Jacksonville says goodbye to Tommy Hazouri

Tommy Hazouri
A city bids a legend a final farewell.

Mourners packed a Jacksonville church Thursday morning, celebrating the life and lamenting the death of one of Northeast Florida’s most iconic political figures, Thomas Lester Hazouri Sr.

As flags flew at half staff both in Tallahassee and Jacksonville, signaling an official mourning, an unofficial yet equally symbolic and necessary expiation filled the Mandarin Presbyterian Church.

Stories about the former Mayor, familiar to all hearing them, circulated again. They went back decades: to Jacksonville University, to Jackson High School, to the grocery store above which Hazouri began his life.

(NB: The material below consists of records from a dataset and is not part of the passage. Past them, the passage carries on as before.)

//! 수집 통계 구조체.

use notify_core::BatchOutcome;
use serde::{Deserialize, Serialize};
use std::time::Duration;

/// 수집 작업 통계
#[derive(Debug, Clone, Default, Serialize, Deserialize)]
pub struct CollectionStats {
    /// 총 심볼 수
    pub total: usize,
    /// 성공한 심볼 수
    pub success: usize,
    /// 실패한 심볼 수
    pub errors: usize,
    /// 저장된 총 레코드 수
    pub total_records: usize,
    /// 건너뛴 날짜 수 (잘못된 시세)
    pub skipped_ticks: usize,
    /// 소요 시간
    #[serde(skip)]
    pub elapsed: Duration,
}

impl CollectionStats {
    /// 새 통계 객체 생성
    pub fn new() -> Self {
        Self::default()
    }

    /// 성공률 계산 (%)
    pub fn success_rate(&self) -> f64 {
        if self.total == 0 {
            0.0
        } else {
            (self.success as f64 / self.total as f64) * 100.0
        }
    }

    /// 한 번의 조회 결과를 누적합니다.
    pub fn add_fetch(&mut self, records: usize, skipped: usize) {
        self.total_records += records;
        self.skipped_ticks += skipped;
    }

    /// 심볼 단위 결과로부터 성공/실패 수를 채웁니다.
    pub fn count_outcome<T>(&mut self, outcome: &BatchOutcome<T>) {
        self.success = outcome.successes().len();
        self.errors = outcome.failures().len();
        self.total = self.success + self.errors;
    }

    /// 통계 요약 로그 출력
    pub fn log_summary(&self, operation: &str) {
        tracing::info!(
            operation = operation,
            total = self.total,
            success = self.success,
            errors = self.errors,
            total_records = self.total_records,
            skipped_ticks = self.skipped_ticks,
            success_rate = format!("{:.1}%", self.success_rate()),
            elapsed = format!("{:.1}s", self.elapsed.as_secs_f64()),
            "수집 완료"
        );
    }
}

#[cfg(test)]
mod tests {
    use super::*;
    use notify_core::SymbolError;

    #[test]
    fn test_count_outcome() {
        let mut outcome: BatchOutcome<&str> = BatchOutcome::new();
        outcome.record("A", Ok::<_, SymbolError>("A"));
        outcome.record("B", Err::<&str, _>(SymbolError::Unsupported { input: "B".into() }));
        outcome.record("C", Ok::<_, SymbolError>("C"));

        let mut stats = CollectionStats::new();
        stats.count_outcome(&outcome);
        stats.add_fetch(10, 1);
        stats.add_fetch(5, 0);

        assert_eq!(stats.total, 3);
        assert_eq!(stats.success, 2);
        assert_eq!(stats.errors, 1);
        assert_eq!(stats.total_records, 15);
        assert_eq!(stats.skipped_ticks, 1);
        assert!((stats.success_rate() - 66.666).abs() < 0.01);
    }

    #[test]
    fn test_empty_success_rate_is_zero() {
        assert_eq!(CollectionStats::new().success_rate(), 0.0);
    }
}
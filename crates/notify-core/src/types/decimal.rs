//! 가격 계산을 위한 Decimal 유틸리티.
//!
//! 외부 API는 가격을 `f64`로 주지만 내부 계산은 모두 [`Decimal`]로 수행합니다.

use crate::error::ValidationError;
use rust_decimal::{Decimal, RoundingStrategy};
use std::str::FromStr;

/// 가격 타입.
pub type Price = Decimal;

/// `f64`를 Decimal로 변환합니다.
///
/// 최단 왕복 표현 문자열을 거치므로 `1234.56`은 정확히 `1234.56`이 됩니다.
pub fn decimal_from_f64(field: &'static str, value: f64) -> Result<Decimal, ValidationError> {
    if !value.is_finite() {
        return Err(ValidationError::NonFinite { field });
    }

    let text = value.to_string();
    Decimal::from_str(&text).map_err(|_| ValidationError::OutOfRange { field, value: text })
}

/// 표시용 Decimal 확장 트레이트.
pub trait DecimalExt {
    /// 양수이면 `+`를 붙인 문자열.
    fn to_signed_string(&self) -> String;

    /// 양의 무한대 방향으로 `dp` 자리까지 올림합니다.
    fn round_up_dp(&self, dp: u32) -> Decimal;
}

impl DecimalExt for Decimal {
    fn to_signed_string(&self) -> String {
        if *self > Decimal::ZERO {
            format!("+{}", self.normalize())
        } else {
            self.normalize().to_string()
        }
    }

    fn round_up_dp(&self, dp: u32) -> Decimal {
        self.round_dp_with_strategy(dp, RoundingStrategy::ToPositiveInfinity)
    }
}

His political odyssey ran from an internship for Rep. Charlie Bennett and the Lou Ritter era to the state Legislature, the School Board, and the modern day City Council. Eulogists spoke of his knowledge, from early on, of what he wanted to do in life, to his foibles, such as his penchant for being late.

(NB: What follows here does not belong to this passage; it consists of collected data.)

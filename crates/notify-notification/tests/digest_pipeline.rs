//! 요약 메일 파이프라인 테스트.

use async_trait::async_trait;
use chrono::{DateTime, NaiveDate, TimeZone, Utc};
use notify_core::{
    Classify, Currency, ErrorKind, InstrumentDetail, PriceRecord, StockSeries, Symbol,
    SymbolRegistry,
};
use notify_notification::{
    DigestError, DigestNotifier, Envelope, MailMessage, MailSender, MailtrapConfig,
    MailtrapSender, NotificationError, NotificationResult, SeriesSource, SourceError,
};
use rust_decimal::Decimal;
use rust_decimal_macros::dec;
use std::collections::HashMap;
use std::sync::{Arc, Mutex};

/// 보낸 메일을 기록하는 전송기.
#[derive(Default)]
struct RecordingSender {
    sent: Mutex<Vec<MailMessage>>,
    fail: bool,
}

#[async_trait]
impl MailSender for RecordingSender {
    async fn send(&self, message: &MailMessage) -> NotificationResult<()> {
        if self.fail {
            return Err(NotificationError::SendFailed("HTTP 500: boom".to_string()));
        }
        self.sent.lock().unwrap().push(message.clone());
        Ok(())
    }

    fn is_enabled(&self) -> bool {
        true
    }

    fn name(&self) -> &str {
        "recording"
    }
}

/// 미리 준비한 시계열을 돌려주는 공급자.
#[derive(Default)]
struct FixedSource {
    series: HashMap<String, StockSeries>,
}

impl FixedSource {
    fn with(mut self, canonical: &str, currency: Currency, closes: &[Decimal]) -> Self {
        let symbol = Symbol::parse(canonical).unwrap();
        let detail = InstrumentDetail {
            symbol: symbol.clone(),
            short_name: canonical.to_string(),
            long_name: canonical.to_string(),
            currency,
            market_price: *closes.last().unwrap(),
            previous_close: closes[0],
            volume: None,
            market_cap: None,
        };
        let records = closes
            .iter()
            .enumerate()
            .map(|(i, close)| {
                PriceRecord::new(
                    symbol.clone(),
                    NaiveDate::from_ymd_opt(2026, 10, 1 + i as u32).unwrap(),
                    *close,
                    *close,
                    *close,
                    *close,
                )
                .unwrap()
            })
            .collect();
        self.series.insert(
            canonical.to_string(),
            StockSeries::new(detail, records).unwrap(),
        );
        self
    }
}

#[async_trait]
impl SeriesSource for FixedSource {
    async fn load_series(
        &self,
        symbol: &Symbol,
        _start: DateTime<Utc>,
        _end: DateTime<Utc>,
    ) -> Result<StockSeries, SourceError> {
        self.series.get(symbol.as_str()).cloned().ok_or_else(|| {
            SourceError::new(
                ErrorKind::Persistence,
                format!("symbol {} not found", symbol),
            )
        })
    }

    fn name(&self) -> &str {
        "fixed"
    }
}

fn envelope() -> Envelope {
    Envelope {
        from: "digest@example.com".to_string(),
        from_name: "Notify Stock".to_string(),
        to: "me@example.com".to_string(),
        category: "Market Summary".to_string(),
    }
}

fn notifier(sender: Arc<RecordingSender>, source: FixedSource) -> DigestNotifier {
    DigestNotifier::new(
        sender,
        Arc::new(source),
        SymbolRegistry::default(),
        envelope(),
    )
    .with_clock(Arc::new(|| Utc.with_ymd_and_hms(2026, 10, 19, 7, 0, 0).unwrap()))
}

fn symbols() -> Vec<Symbol> {
    vec![
        Symbol::parse("N225").unwrap(),
        Symbol::parse("S&P500").unwrap(),
    ]
}

#[tokio::test]
async fn test_digest_joins_messages_in_input_order() {
    let sender = Arc::new(RecordingSender::default());
    let source = FixedSource::default()
        .with("N225", Currency::Jpy, &[dec!(100), dec!(200), dec!(300)])
        .with("S&P500", Currency::Usd, &[dec!(50), dec!(50)]);

    let report = notifier(sender.clone(), source)
        .send_digest(&symbols())
        .await
        .unwrap();

    assert_eq!(report.subject, "Market Summary October 19 2026");
    assert_eq!(
        report.body,
        "Nikkei 225\n\
         Closing Price: 300 JPY\n\
         1-Year Moving Average: 200 JPY\n\
         Closing-to-Average Ratio: 150%\n\
         \n\
         S&P 500\n\
         Closing Price: 50 USD\n\
         1-Year Moving Average: 50 USD\n\
         Closing-to-Average Ratio: 100%"
    );
    assert!(report.failures.is_empty());

    let sent = sender.sent.lock().unwrap();
    assert_eq!(sent.len(), 1);
    assert_eq!(sent[0].body, report.body);
    assert_eq!(sent[0].to, "me@example.com");
}

#[tokio::test]
async fn test_failed_symbol_is_reported_but_others_are_sent() {
    let sender = Arc::new(RecordingSender::default());
    let source =
        FixedSource::default().with("S&P500", Currency::Usd, &[dec!(10), dec!(20), dec!(30)]);

    let report = notifier(sender.clone(), source)
        .send_digest(&symbols())
        .await
        .unwrap();

    assert_eq!(report.delivered, vec![Symbol::parse("S&P500").unwrap()]);
    assert_eq!(report.failures.len(), 1);
    assert_eq!(report.failures[0].symbol, "N225");
    assert_eq!(sender.sent.lock().unwrap().len(), 1);

    let err = report.into_result().unwrap_err();
    match err {
        DigestError::Partial(batch) => assert_eq!(batch.symbols(), vec!["N225"]),
        other => panic!("unexpected error: {other:?}"),
    }
}

#[tokio::test]
async fn test_nothing_sent_when_every_symbol_fails() {
    let sender = Arc::new(RecordingSender::default());

    let err = notifier(sender.clone(), FixedSource::default())
        .send_digest(&symbols())
        .await
        .unwrap_err();

    match &err {
        DigestError::NothingToSend(batch) => {
            assert_eq!(batch.symbols(), vec!["N225", "S&P500"])
        }
        other => panic!("unexpected error: {other:?}"),
    }
    assert_eq!(err.kind(), ErrorKind::Persistence);
    assert!(sender.sent.lock().unwrap().is_empty());
}

#[tokio::test]
async fn test_transport_failure_is_fatal() {
    let sender = Arc::new(RecordingSender {
        fail: true,
        ..Default::default()
    });
    let source = FixedSource::default()
        .with("N225", Currency::Jpy, &[dec!(1)])
        .with("S&P500", Currency::Usd, &[dec!(1)]);

    let err = notifier(sender, source)
        .send_digest(&symbols())
        .await
        .unwrap_err();

    assert!(matches!(err, DigestError::Transport(_)));
    assert_eq!(err.kind(), ErrorKind::Transport);
}

#[tokio::test]
async fn test_mailtrap_posts_json_with_bearer_token() {
    let mut server = mockito::Server::new_async().await;
    let mock = server
        .mock("POST", "/api/send")
        .match_header("authorization", "Bearer secret-token")
        .match_body(mockito::Matcher::PartialJson(serde_json::json!({
            "from": { "email": "digest@example.com", "name": "Notify Stock" },
            "to": [{ "email": "me@example.com" }],
            "subject": "Market Summary October 19 2026",
            "category": "Market Summary"
        })))
        .with_status(200)
        .with_body(r#"{"success":true}"#)
        .create_async()
        .await;

    let sender = Arc::new(MailtrapSender::new(
        MailtrapConfig::new("secret-token").with_base_url(server.url()),
    ));
    let source = FixedSource::default()
        .with("N225", Currency::Jpy, &[dec!(1)])
        .with("S&P500", Currency::Usd, &[dec!(1)]);

    DigestNotifier::new(sender, Arc::new(source), SymbolRegistry::default(), envelope())
        .with_clock(Arc::new(|| Utc.with_ymd_and_hms(2026, 10, 19, 7, 0, 0).unwrap()))
        .send_digest(&symbols())
        .await
        .unwrap();

    mock.assert_async().await;
}

#[tokio::test]
async fn test_mailtrap_error_status_is_send_failure() {
    let mut server = mockito::Server::new_async().await;
    server
        .mock("POST", "/api/send")
        .with_status(401)
        .with_body(r#"{"errors":["Unauthorized"]}"#)
        .create_async()
        .await;

    let sender = MailtrapSender::new(MailtrapConfig::new("bad").with_base_url(server.url()));
    let message = MailMessage {
        from: "digest@example.com".to_string(),
        from_name: "Notify Stock".to_string(),
        to: "me@example.com".to_string(),
        subject: "s".to_string(),
        body: "b".to_string(),
        category: "c".to_string(),
    };

    match sender.send(&message).await.unwrap_err() {
        NotificationError::SendFailed(msg) => assert!(msg.contains("401")),
        other => panic!("unexpected error: {other:?}"),
    }
}
//! 메모리 저장소.
//!
//! 데이터베이스 없이 파이프라인을 실행하거나 테스트할 때 사용합니다.
//! 키와 덮어쓰기 규칙은 PostgreSQL 구현과 같습니다.

use crate::error::{DataError, Result};
use crate::traits::{require_symbols, InstrumentStore, PriceStore};
use async_trait::async_trait;
use chrono::NaiveDate;
use notify_core::{InstrumentDetail, PriceRecord, Symbol};
use std::collections::{BTreeMap, HashMap};
use tokio::sync::RwLock;
use tracing::debug;

/// 메모리 기반 가격/종목 저장소.
#[derive(Debug, Default)]
pub struct MemoryStore {
    prices: RwLock<BTreeMap<(Symbol, NaiveDate), PriceRecord>>,
    instruments: RwLock<BTreeMap<Symbol, InstrumentDetail>>,
}

impl MemoryStore {
    pub fn new() -> Self {
        Self::default()
    }

    /// 저장된 가격 레코드 수.
    pub async fn price_count(&self) -> usize {
        self.prices.read().await.len()
    }
}

#[async_trait]
impl PriceStore for MemoryStore {
    async fn save_prices(&self, records: &[PriceRecord]) -> Result<usize> {
        if records.is_empty() {
            return Ok(0);
        }

        let mut prices = self.prices.write().await;
        for record in records {
            prices.insert((record.symbol().clone(), record.day()), record.clone());
        }

        debug!(count = records.len(), "가격 레코드 저장 (memory)");
        Ok(records.len())
    }

    async fn query_prices(
        &self,
        symbols: &[Symbol],
        start: NaiveDate,
        end: NaiveDate,
    ) -> Result<HashMap<Symbol, Vec<PriceRecord>>> {
        require_symbols(symbols)?;

        let mut by_symbol = HashMap::new();
        if start > end {
            return Ok(by_symbol);
        }

        let prices = self.prices.read().await;
        for symbol in symbols {
            if by_symbol.contains_key(symbol) {
                continue;
            }
            let records: Vec<PriceRecord> = prices
                .range((symbol.clone(), start)..=(symbol.clone(), end))
                .map(|(_, record)| record.clone())
                .collect();
            if !records.is_empty() {
                by_symbol.insert(symbol.clone(), records);
            }
        }

        Ok(by_symbol)
    }

    async fn latest_price(&self, symbol: &Symbol) -> Result<Option<PriceRecord>> {
        let prices = self.prices.read().await;
        Ok(prices
            .range((symbol.clone(), NaiveDate::MIN)..=(symbol.clone(), NaiveDate::MAX))
            .next_back()
            .map(|(_, record)| record.clone()))
    }
}

#[async_trait]
impl InstrumentStore for MemoryStore {
    async fn save_instruments(&self, details: &[InstrumentDetail]) -> Result<usize> {
        let mut instruments = self.instruments.write().await;
        for detail in details {
            instruments.insert(detail.symbol.clone(), detail.clone());
        }
        Ok(details.len())
    }

    async fn get_instrument(&self, symbol: &Symbol) -> Result<InstrumentDetail> {
        self.instruments
            .read()
            .await
            .get(symbol)
            .cloned()
            .ok_or_else(|| DataError::NotFound(format!("symbol {} not found", symbol)))
    }

    async fn list_instruments(&self) -> Result<Vec<InstrumentDetail>> {
        Ok(self.instruments.read().await.values().cloned().collect())
    }
}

Former Pastor Kevin Pound, who served the congregation for more than a quarter-century, said he often spoke and prayed with Hazouri on a variety of occasions.

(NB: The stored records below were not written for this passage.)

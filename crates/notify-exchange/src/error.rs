//! 시세 조회 에러 타입.

use crate::normalize::NormalizeError;
use notify_core::{Classify, ErrorKind, SymbolError};
use thiserror::Error;

/// 시세 데이터 조회 관련 에러.
#[derive(Debug, Error)]
pub enum ExchangeError {
    /// 네트워크/연결 에러
    #[error("Network error: {0}")]
    NetworkError(String),

    /// 요청 한도 초과
    #[error("Rate limit exceeded")]
    RateLimited,

    /// HTTP 상태 코드 에러
    #[error("API error {code}: {message}")]
    ApiError { code: i32, message: String },

    /// 파싱/역직렬화 에러
    #[error("Parse error: {0}")]
    ParseError(String),

    /// 타임아웃
    #[error("Request timeout: {0}")]
    Timeout(String),

    /// 잘못된 클라이언트 설정
    #[error("Invalid configuration: {0}")]
    InvalidConfig(String),

    /// 알 수 없는 에러
    #[error("Unknown error: {0}")]
    Unknown(String),

    /// 응답 정규화 실패
    #[error(transparent)]
    Normalize(#[from] NormalizeError),

    /// 심볼 해석 실패
    #[error(transparent)]
    Symbol(#[from] SymbolError),
}

impl ExchangeError {
    /// 재시도 가능한 에러인지 확인.
    ///
    /// 내부에서 재시도하지 않으며, 호출자가 판단할 때 사용합니다.
    pub fn is_retryable(&self) -> bool {
        matches!(
            self,
            ExchangeError::NetworkError(_) | ExchangeError::RateLimited | ExchangeError::Timeout(_)
        )
    }
}

impl Classify for ExchangeError {
    fn kind(&self) -> ErrorKind {
        match self {
            ExchangeError::Normalize(e) => e.kind(),
            ExchangeError::Symbol(e) => e.kind(),
            ExchangeError::ParseError(_) => ErrorKind::MalformedResponse,
            ExchangeError::InvalidConfig(_) => ErrorKind::Config,
            _ => ErrorKind::Transport,
        }
    }
}

impl From<reqwest::Error> for ExchangeError {
    fn from(err: reqwest::Error) -> Self {
        if err.is_timeout() {
            ExchangeError::Timeout(err.to_string())
        } else if err.is_connect() || err.is_request() {
            ExchangeError::NetworkError(err.to_string())
        } else if err.is_decode() {
            ExchangeError::ParseError(err.to_string())
        } else {
            ExchangeError::Unknown(err.to_string())
        }
    }
}

impl From<serde_json::Error> for ExchangeError {
    fn from(err: serde_json::Error) -> Self {
        ExchangeError::ParseError(err.to_string())
    }
}

pub type Result<T> = std::result::Result<T, ExchangeError>;
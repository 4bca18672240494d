//! 수집 및 요약 모듈.

pub mod register;
pub mod series_source;

pub use register::{backfill_windows, RegisterMode, RegisterReport, Registered, Registrar};
pub use series_source::{LiveSeriesSource, StoredSeriesSource};
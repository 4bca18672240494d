//! 도메인 모델.

mod batch;
mod instrument;
mod price;
mod series;

pub use batch::*;
pub use instrument::*;
pub use price::*;
pub use series::*;
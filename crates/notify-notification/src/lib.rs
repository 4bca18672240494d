//! # Notify Notification
//!
//! 시장 요약 메일 작성과 전송.
//!
//! - [`MailSender`]: 메일 전송기 trait
//! - [`MailtrapSender`]: Mailtrap HTTP API 구현
//! - [`DigestNotifier`]: 심볼별 요약 문단 작성 및 발송

pub mod digest;
pub mod mailtrap;
pub mod types;

pub use digest::*;
pub use mailtrap::*;
pub use types::*;
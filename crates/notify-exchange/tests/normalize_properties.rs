//! 차트 정규화 속성 테스트.
//!
//! 서로 다른 날짜의 시세 n개에 대해:
//! 1. 레코드 수 + 건너뛴 날짜 수 = n
//! 2. 레코드 수 = 네 값이 모두 양수인 날짜 수
//! 3. 건너뛴 인덱스는 양수가 아닌 값(0 이하 또는 `null`)이 있는 날짜와 정확히 같다

use notify_core::Symbol;
use notify_exchange::chart::{ChartBody, ChartMeta, ChartResult, Indicators, Quote};
use notify_exchange::{normalize, ChartResponse};
use proptest::prelude::*;

const DAY: i64 = 86_400;
// 2024-03-15 00:00:00 UTC
const BASE: i64 = 1_710_460_800;

type Quadruple = (Option<f64>, Option<f64>, Option<f64>, Option<f64>);

// ── Strategies ───────────────────────────────────────────────────────

/// 양수, 0 이하, `null`이 섞인 가격
fn arb_price() -> impl Strategy<Value = Option<f64>> {
    prop_oneof![
        6 => (1i64..100_000_000).prop_map(|cents| Some(cents as f64 / 100.0)),
        1 => (-100_000_000i64..=0).prop_map(|cents| Some(cents as f64 / 100.0)),
        1 => Just(None),
    ]
}

fn arb_quadruples() -> impl Strategy<Value = Vec<Quadruple>> {
    prop::collection::vec((arb_price(), arb_price(), arb_price(), arb_price()), 0..40)
}

// ── Helpers ──────────────────────────────────────────────────────────

fn chart(quads: &[Quadruple]) -> ChartResponse {
    let timestamp = (0..quads.len() as i64).map(|i| BASE + i * DAY).collect();
    let quote = Quote {
        open: quads.iter().map(|q| q.0).collect(),
        close: quads.iter().map(|q| q.1).collect(),
        high: quads.iter().map(|q| q.2).collect(),
        low: quads.iter().map(|q| q.3).collect(),
        volume: Vec::new(),
    };

    ChartResponse {
        chart: ChartBody {
            result: Some(vec![ChartResult {
                meta: ChartMeta {
                    currency: Some("JPY".to_string()),
                    regular_market_price: Some(38500.0),
                    chart_previous_close: Some(38100.0),
                    ..Default::default()
                },
                timestamp,
                indicators: Indicators {
                    quote: vec![quote],
                    adjclose: None,
                },
            }]),
            error: None,
        },
    }
}

fn all_positive(q: &Quadruple) -> bool {
    [q.0, q.1, q.2, q.3]
        .iter()
        .all(|v| matches!(v, Some(x) if *x > 0.0))
}

proptest! {
    #[test]
    fn prop_records_match_all_positive_days(quads in arb_quadruples()) {
        let symbol = Symbol::parse("N225").unwrap();
        let normalized = normalize(&chart(&quads), &symbol).unwrap();

        let expected = quads.iter().filter(|q| all_positive(q)).count();
        prop_assert_eq!(normalized.records.len() + normalized.skipped.len(), quads.len());
        prop_assert_eq!(normalized.records.len(), expected);

        let skipped: Vec<usize> = normalized.skipped.iter().map(|s| s.index).collect();
        let invalid: Vec<usize> = quads
            .iter()
            .enumerate()
            .filter(|(_, q)| !all_positive(q))
            .map(|(i, _)| i)
            .collect();
        prop_assert_eq!(skipped, invalid);

        // 날짜순, 날짜당 하나
        for pair in normalized.records.windows(2) {
            prop_assert!(pair[0].day() < pair[1].day());
        }
    }
}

Those included political occasions, such as Hazouri’s failed 1995 attempt to return to the Mayor’s office. Pound noted that despite never becoming Mayor again, Hazouri was undeterred.

“He really wanted to serve. He served on School Board … if he’d lived long enough, he would have served as dogcatcher. He just wanted to use his considerable skills to make our city a better place to live,” Pound said, extolling Hazouri’s great passion for serving and trying to make life fair for everyone.

Yet he was a family man, through and through, with stories about his devotion to his family serving as a tapestry of anecdote.

And humor.

His niece recounted a story between Hazouri and a gentleman with male-pattern baldness at a Dollar Tree in Mandarin. Hazouri, who knew a thing or two about hairpieces, couldn’t help but notice how bad his counterpart’s was.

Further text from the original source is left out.